Anchored by Robert MacNeil and Jim Lehrer (who died in January at 85), “NewsHour” took an in-depth approach to the news that the half-hour news programs of commercial television largely could not.
World leaders, presidential candidates and other newsmakers were interviewed at length as the broadcast, generally spurning spot news, examined issues in segments that had more in common with a newsmagazine than with the evening news on ABC, CBS and NBC. And though the network programs were far more widely watched, “NewsHour” gained influence, particularly in the corridors of power. . . .
Judy Woodruff, who came over from NBC to join “NewsHour” as a correspondent when the program started and is now anchor of its successor show, “PBS NewsHour,” said Mr. Crystal had shaped the newscast in important ways.
“He guided us to get out and talk to the American people,” she said by email, “to bring their hopes, dreams and views to every newscast, to bring policy and political debates to life by talking to real people where they live and work.”. . .
He joined NBC in 1963, producing the nightly news program of its Chicago affiliate as well as the documentary series “Dateline Chicago.” In 1965 he became regional manager in Chicago for “The Huntley-Brinkley Report,” the network’s nightly news program, and in 1967 he moved east to become its news editor in New York. He advanced to associate producer and then, in 1968, to producer.
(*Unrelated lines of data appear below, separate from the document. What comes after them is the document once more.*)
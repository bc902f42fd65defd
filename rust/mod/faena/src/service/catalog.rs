use tracing::info;

use faena_core::ServiceError;
use faena_sql::{SQLExec, Value};

use crate::model::{CatalogSeed, CategoriaEspecie, Enfermedad, Especie, TipoParte, TitularFaena};
use super::{col_i64, col_opt_str, col_str, exists, storage, FaenaService};

impl FaenaService {
    /// Insert the configured reference data. Names already present are left
    /// untouched, so seeding the same catalog twice is a no-op.
    pub fn seed_catalog(&self, seed: &CatalogSeed) -> Result<(), ServiceError> {
        seed.validate().map_err(ServiceError::Validation)?;

        self.in_tx(|tx| {
            for especie in &seed.especies {
                let nombre = especie.nombre.trim();
                tx.exec("INSERT OR IGNORE INTO especies (nombre) VALUES (?1)", &[nombre.into()])
                    .map_err(storage)?;
                let rows = tx
                    .query("SELECT id FROM especies WHERE nombre = ?1", &[nombre.into()])
                    .map_err(storage)?;
                let especie_id = rows
                    .first()
                    .map(|r| col_i64(r, "id"))
                    .transpose()?
                    .ok_or_else(|| ServiceError::Internal(format!("species '{nombre}' not stored")))?;

                for categoria in &especie.categorias {
                    tx.exec(
                        "INSERT OR IGNORE INTO categorias_especie (especie_id, nombre) VALUES (?1, ?2)",
                        &[especie_id.into(), categoria.trim().into()],
                    )
                    .map_err(storage)?;
                }
            }

            for nombre in &seed.enfermedades {
                tx.exec("INSERT OR IGNORE INTO enfermedades (nombre) VALUES (?1)", &[nombre.trim().into()])
                    .map_err(storage)?;
            }
            for nombre in &seed.tipos_parte {
                tx.exec("INSERT OR IGNORE INTO tipos_parte (nombre) VALUES (?1)", &[nombre.trim().into()])
                    .map_err(storage)?;
            }
            for titular in &seed.titulares {
                tx.exec(
                    "INSERT OR IGNORE INTO titulares_faena (nombre, cuit) VALUES (?1, ?2)",
                    &[titular.nombre.trim().into(), titular.cuit.clone().into()],
                )
                .map_err(storage)?;
            }
            Ok(())
        })?;

        info!(
            especies = seed.especies.len(),
            enfermedades = seed.enfermedades.len(),
            tipos_parte = seed.tipos_parte.len(),
            titulares = seed.titulares.len(),
            "catalog seeded"
        );
        Ok(())
    }

    /// All species with their categories, in insertion order.
    pub fn list_especies(&self) -> Result<Vec<Especie>, ServiceError> {
        let especies = self
            .sql
            .query("SELECT id, nombre FROM especies ORDER BY id", &[])
            .map_err(storage)?;
        let categorias = self
            .sql
            .query(
                "SELECT id, especie_id, nombre FROM categorias_especie ORDER BY id",
                &[],
            )
            .map_err(storage)?;

        let mut out = Vec::with_capacity(especies.len());
        for row in &especies {
            out.push(Especie {
                id: col_i64(row, "id")?,
                nombre: col_str(row, "nombre")?,
                categorias: Vec::new(),
            });
        }
        for row in &categorias {
            let categoria = CategoriaEspecie {
                id: col_i64(row, "id")?,
                especie_id: col_i64(row, "especie_id")?,
                nombre: col_str(row, "nombre")?,
            };
            if let Some(especie) = out.iter_mut().find(|e| e.id == categoria.especie_id) {
                especie.categorias.push(categoria);
            }
        }
        Ok(out)
    }

    pub fn list_enfermedades(&self) -> Result<Vec<Enfermedad>, ServiceError> {
        let rows = self
            .sql
            .query("SELECT id, nombre FROM enfermedades ORDER BY id", &[])
            .map_err(storage)?;
        rows.iter()
            .map(|r| {
                Ok(Enfermedad {
                    id: col_i64(r, "id")?,
                    nombre: col_str(r, "nombre")?,
                })
            })
            .collect()
    }

    pub fn list_tipos_parte(&self) -> Result<Vec<TipoParte>, ServiceError> {
        let rows = self
            .sql
            .query("SELECT id, nombre FROM tipos_parte ORDER BY id", &[])
            .map_err(storage)?;
        rows.iter()
            .map(|r| {
                Ok(TipoParte {
                    id: col_i64(r, "id")?,
                    nombre: col_str(r, "nombre")?,
                })
            })
            .collect()
    }

    pub fn list_titulares(&self) -> Result<Vec<TitularFaena>, ServiceError> {
        let rows = self
            .sql
            .query("SELECT id, nombre, cuit FROM titulares_faena ORDER BY id", &[])
            .map_err(storage)?;
        rows.iter()
            .map(|r| {
                Ok(TitularFaena {
                    id: col_i64(r, "id")?,
                    nombre: col_str(r, "nombre")?,
                    cuit: col_opt_str(r, "cuit"),
                })
            })
            .collect()
    }
}

// ── Reference checks ──
//
// A body that names a missing reference row is a validation error, not a
// missing resource.

pub(crate) fn check_titular<E: SQLExec + ?Sized>(db: &E, id: i64) -> Result<(), ServiceError> {
    if exists(db, "SELECT 1 FROM titulares_faena WHERE id = ?1", &[id.into()])? {
        Ok(())
    } else {
        Err(ServiceError::Validation(format!("titular de faena {id} does not exist")))
    }
}

/// The category must exist and belong to the species.
pub(crate) fn check_categoria<E: SQLExec + ?Sized>(
    db: &E,
    especie_id: i64,
    categoria_id: i64,
) -> Result<(), ServiceError> {
    if !exists(db, "SELECT 1 FROM especies WHERE id = ?1", &[especie_id.into()])? {
        return Err(ServiceError::Validation(format!("especie {especie_id} does not exist")));
    }
    let params: [Value; 2] = [categoria_id.into(), especie_id.into()];
    if exists(
        db,
        "SELECT 1 FROM categorias_especie WHERE id = ?1 AND especie_id = ?2",
        &params,
    )? {
        Ok(())
    } else {
        Err(ServiceError::Validation(format!(
            "categoria {categoria_id} does not belong to especie {especie_id}"
        )))
    }
}

pub(crate) fn check_enfermedad<E: SQLExec + ?Sized>(db: &E, id: i64) -> Result<(), ServiceError> {
    if exists(db, "SELECT 1 FROM enfermedades WHERE id = ?1", &[id.into()])? {
        Ok(())
    } else {
        Err(ServiceError::Validation(format!("enfermedad {id} does not exist")))
    }
}

pub(crate) fn check_tipo_parte<E: SQLExec + ?Sized>(db: &E, id: i64) -> Result<(), ServiceError> {
    if exists(db, "SELECT 1 FROM tipos_parte WHERE id = ?1", &[id.into()])? {
        Ok(())
    } else {
        Err(ServiceError::Validation(format!("tipo de parte {id} does not exist")))
    }
}

#[cfg(test)]
mod tests {
    use super::*;
    use crate::model::{EspecieSeed, TitularSeed};
    use crate::service::testing::seeded_service;

    #[test]
    fn seeded_especies_keep_order_and_categories() {
        let svc = seeded_service();
        let especies = svc.list_especies().unwrap();
        assert_eq!(especies.len(), 2);
        assert_eq!(especies[0].nombre, "Bovino");
        let cats: Vec<&str> = especies[0].categorias.iter().map(|c| c.nombre.as_str()).collect();
        assert_eq!(cats, vec!["Vaquillona", "Novillo"]);
        assert_eq!(especies[1].categorias[0].nombre, "Cordero");
        assert_eq!(especies[1].categorias[0].especie_id, especies[1].id);
    }

    #[test]
    fn reseeding_is_idempotent() {
        let svc = seeded_service();
        let seed = CatalogSeed {
            especies: vec![EspecieSeed {
                nombre: "Bovino".into(),
                categorias: vec!["Novillo".into(), "Toro".into()],
            }],
            enfermedades: vec!["Hidatidosis".into()],
            tipos_parte: vec![],
            titulares: vec![TitularSeed {
                nombre: "Frigorífico Municipal".into(),
                cuit: None,
            }],
        };
        svc.seed_catalog(&seed).unwrap();
        svc.seed_catalog(&seed).unwrap();

        let especies = svc.list_especies().unwrap();
        assert_eq!(especies.len(), 2);
        let cats: Vec<&str> = especies[0].categorias.iter().map(|c| c.nombre.as_str()).collect();
        assert_eq!(cats, vec!["Vaquillona", "Novillo", "Toro"]);
        assert_eq!(svc.list_enfermedades().unwrap().len(), 2);

        let titulares = svc.list_titulares().unwrap();
        assert_eq!(titulares.len(), 1);
        assert_eq!(titulares[0].cuit.as_deref(), Some("30-12345678-9"));
    }

    #[test]
    fn reserved_category_not_seeded() {
        let svc = seeded_service();
        let seed = CatalogSeed {
            especies: vec![EspecieSeed {
                nombre: "Porcino".into(),
                categorias: vec!["Capón".into(), "TOTAL".into()],
            }],
            ..Default::default()
        };
        let err = svc.seed_catalog(&seed).unwrap_err();
        assert!(matches!(err, ServiceError::Validation(_)));
        assert_eq!(svc.list_especies().unwrap().len(), 2);
    }

    #[test]
    fn reference_checks() {
        let svc = seeded_service();
        let db = svc.sql.as_ref();
        assert!(check_titular(db, 1).is_ok());
        assert!(matches!(check_titular(db, 9), Err(ServiceError::Validation(_))));
        assert!(check_categoria(db, 1, 2).is_ok());
        // Cordero is an Ovino category.
        assert!(matches!(check_categoria(db, 1, 3), Err(ServiceError::Validation(_))));
        assert!(matches!(check_categoria(db, 7, 1), Err(ServiceError::Validation(_))));
        assert!(check_enfermedad(db, 2).is_ok());
        assert!(check_enfermedad(db, 3).is_err());
        assert!(check_tipo_parte(db, 1).is_ok());
        assert!(check_tipo_parte(db, 0).is_err());
    }

    #[test]
    fn lists_are_ordered_by_id() {
        let svc = seeded_service();
        let tipos: Vec<String> = svc.list_tipos_parte().unwrap().into_iter().map(|t| t.nombre).collect();
        assert_eq!(tipos, vec!["Hígado", "Pulmón"]);
        let enf: Vec<i64> = svc.list_enfermedades().unwrap().into_iter().map(|e| e.id).collect();
        assert_eq!(enf, vec![1, 2]);
    }
}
Mr. Crystal was among the journalists who traveled to China when President Richard M. Nixon made his historic trip there in 1972. He became executive producer of “NBC Nightly News” and rose to executive vice president of the network’s news division before being named NBC News president in October 1977.
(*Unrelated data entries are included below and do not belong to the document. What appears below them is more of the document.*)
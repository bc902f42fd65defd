use axum::{
    extract::{
        rejection::{JsonRejection, PathRejection},
        Path, State,
    },
    routing::{get, post},
    Json, Router,
};

use faena_core::{ApiCreated, ApiResult, Envelope};

use crate::model::{Faena, NuevaFaena};
use super::AppState;

pub fn routes() -> Router<AppState> {
    Router::new()
        .route("/tropas/{id}/faenas", post(record_faena).get(list_faenas))
        .route("/faenas/{id}", get(get_faena))
}

async fn record_faena(
    State(svc): State<AppState>,
    path: Result<Path<i64>, PathRejection>,
    body: Result<Json<NuevaFaena>, JsonRejection>,
) -> ApiCreated<Faena> {
    let Path(tropa_id) = path?;
    let Json(body) = body?;
    Ok(Envelope::created(svc.record_faena(tropa_id, body)?, "faena recorded"))
}

async fn list_faenas(
    State(svc): State<AppState>,
    path: Result<Path<i64>, PathRejection>,
) -> ApiResult<Vec<Faena>> {
    let Path(tropa_id) = path?;
    Ok(Envelope::success(svc.list_faenas(tropa_id)?))
}

async fn get_faena(
    State(svc): State<AppState>,
    path: Result<Path<i64>, PathRejection>,
) -> ApiResult<Faena> {
    let Path(id) = path?;
    Ok(Envelope::success(svc.get_faena(id)?))
}

#[cfg(test)]
mod tests {
    use axum::http::StatusCode;
    use serde_json::json;

    use super::super::testing::{api, crear_tropa, seeded_router};

    #[tokio::test]
    async fn record_list_and_get() {
        let router = seeded_router();
        let tropa = crear_tropa(&router, "T-1", json!([{"especieId": 1, "categoriaId": 1, "cantidad": 10}])).await;
        let detalle = tropa["detalles"][0]["id"].clone();
        let uri = format!("/v1/tropas/{}/faenas", tropa["id"]);

        let (status, body) = api(&router, "POST", &uri, Some(json!({
            "fecha": "2026-03-03",
            "detalles": [{"tropaDetalleId": detalle, "cantidad": 4}]
        })))
        .await;
        assert_eq!(status, StatusCode::CREATED);
        assert_eq!(body["message"], "faena recorded");
        let faena = body["data"].clone();
        assert_eq!(faena["detalles"][0]["cantidad"], 4);
        assert_eq!(faena["detalles"][0]["categoria"], "Vaquillona");

        let (status, body) = api(&router, "GET", &uri, None).await;
        assert_eq!(status, StatusCode::OK);
        assert_eq!(body["data"], json!([faena.clone()]));

        let (status, body) = api(&router, "GET", &format!("/v1/faenas/{}", faena["id"]), None).await;
        assert_eq!(status, StatusCode::OK);
        assert_eq!(body["data"], faena);
    }

    #[tokio::test]
    async fn over_allocation_is_409_and_writes_nothing() {
        let router = seeded_router();
        let tropa = crear_tropa(&router, "T-2", json!([{"especieId": 1, "categoriaId": 2, "cantidad": 3}])).await;
        let detalle = tropa["detalles"][0]["id"].clone();
        let uri = format!("/v1/tropas/{}/faenas", tropa["id"]);

        let (status, body) = api(&router, "POST", &uri, Some(json!({
            "fecha": "2026-03-03",
            "detalles": [{"tropaDetalleId": detalle, "cantidad": 4}]
        })))
        .await;
        assert_eq!(status, StatusCode::CONFLICT);
        assert_eq!(body["success"], false);
        assert_eq!(body["code"], "QUANTITY_EXCEEDED");
        assert_eq!(body["details"]["exceeded"][0]["available"], 3);
        assert_eq!(body["details"]["exceeded"][0]["requested"], 4);

        let (_, body) = api(&router, "GET", &uri, None).await;
        assert_eq!(body["data"], json!([]));
        let (_, body) = api(&router, "GET", "/v1/remanente?numero=T-2", None).await;
        assert_eq!(body["data"]["especies"]["Bovino"]["TOTAL"]["remanente"], 3);
    }

    #[tokio::test]
    async fn unknown_resources_are_404() {
        let router = seeded_router();
        let (status, _) = api(&router, "GET", "/v1/faenas/77", None).await;
        assert_eq!(status, StatusCode::NOT_FOUND);
        let (status, body) = api(&router, "POST", "/v1/tropas/77/faenas", Some(json!({
            "fecha": "2026-03-03",
            "detalles": [{"tropaDetalleId": 1, "cantidad": 1}]
        })))
        .await;
        assert_eq!(status, StatusCode::NOT_FOUND);
        assert_eq!(body["code"], "NOT_FOUND");
    }
}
Perhaps the most wrenching moment in his two years as president was the murder of two NBC journalists, Don Harris, a correspondent, and Bob Brown, a cameraman, as they tried to leave after an investigative trip to the Jonestown cult in Guyana in November 1978. The mass suicide at the cult followed hours later. . . .
In 1994, when the O.J. Simpson murder investigation consumed the commercial networks’ newscasts for weeks on end, “NewsHour” didn’t take the bait, sticking with its issues-oriented segments and generally mentioning the Simpson case only briefly.
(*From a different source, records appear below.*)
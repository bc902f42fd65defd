pub mod api;
pub mod model;
pub mod remanente;
pub mod service;

use std::sync::Arc;

use axum::Router;
use faena_core::Module;

use service::FaenaService;

/// Faena module: herd registration, slaughter, seizures and remanente.
pub struct FaenaModule {
    service: Arc<FaenaService>,
}

impl FaenaModule {
    pub fn new(service: Arc<FaenaService>) -> Self {
        Self { service }
    }
}

impl Module for FaenaModule {
    fn name(&self) -> &str {
        "faena"
    }

    fn routes(&self) -> Router {
        api::router(self.service.clone())
    }
}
“This is a program that deals with crime as a problem, not as a staple,” Mr. Crystal told Howard Rosenberg, television critic for The Los Angeles Times. . . .
Ms. Woodruff recalled Mr. Crystal’s steadying presence at broadcast time.
“Les’s voice was the one you wanted to break into your ear during a news-making interview or on an election night,” she said, “providing a crucial fact or giving you the breaking news you needed to get on the air right away: authoritative, calm and brief. He was a stickler for facts; you were OK if Les said it.”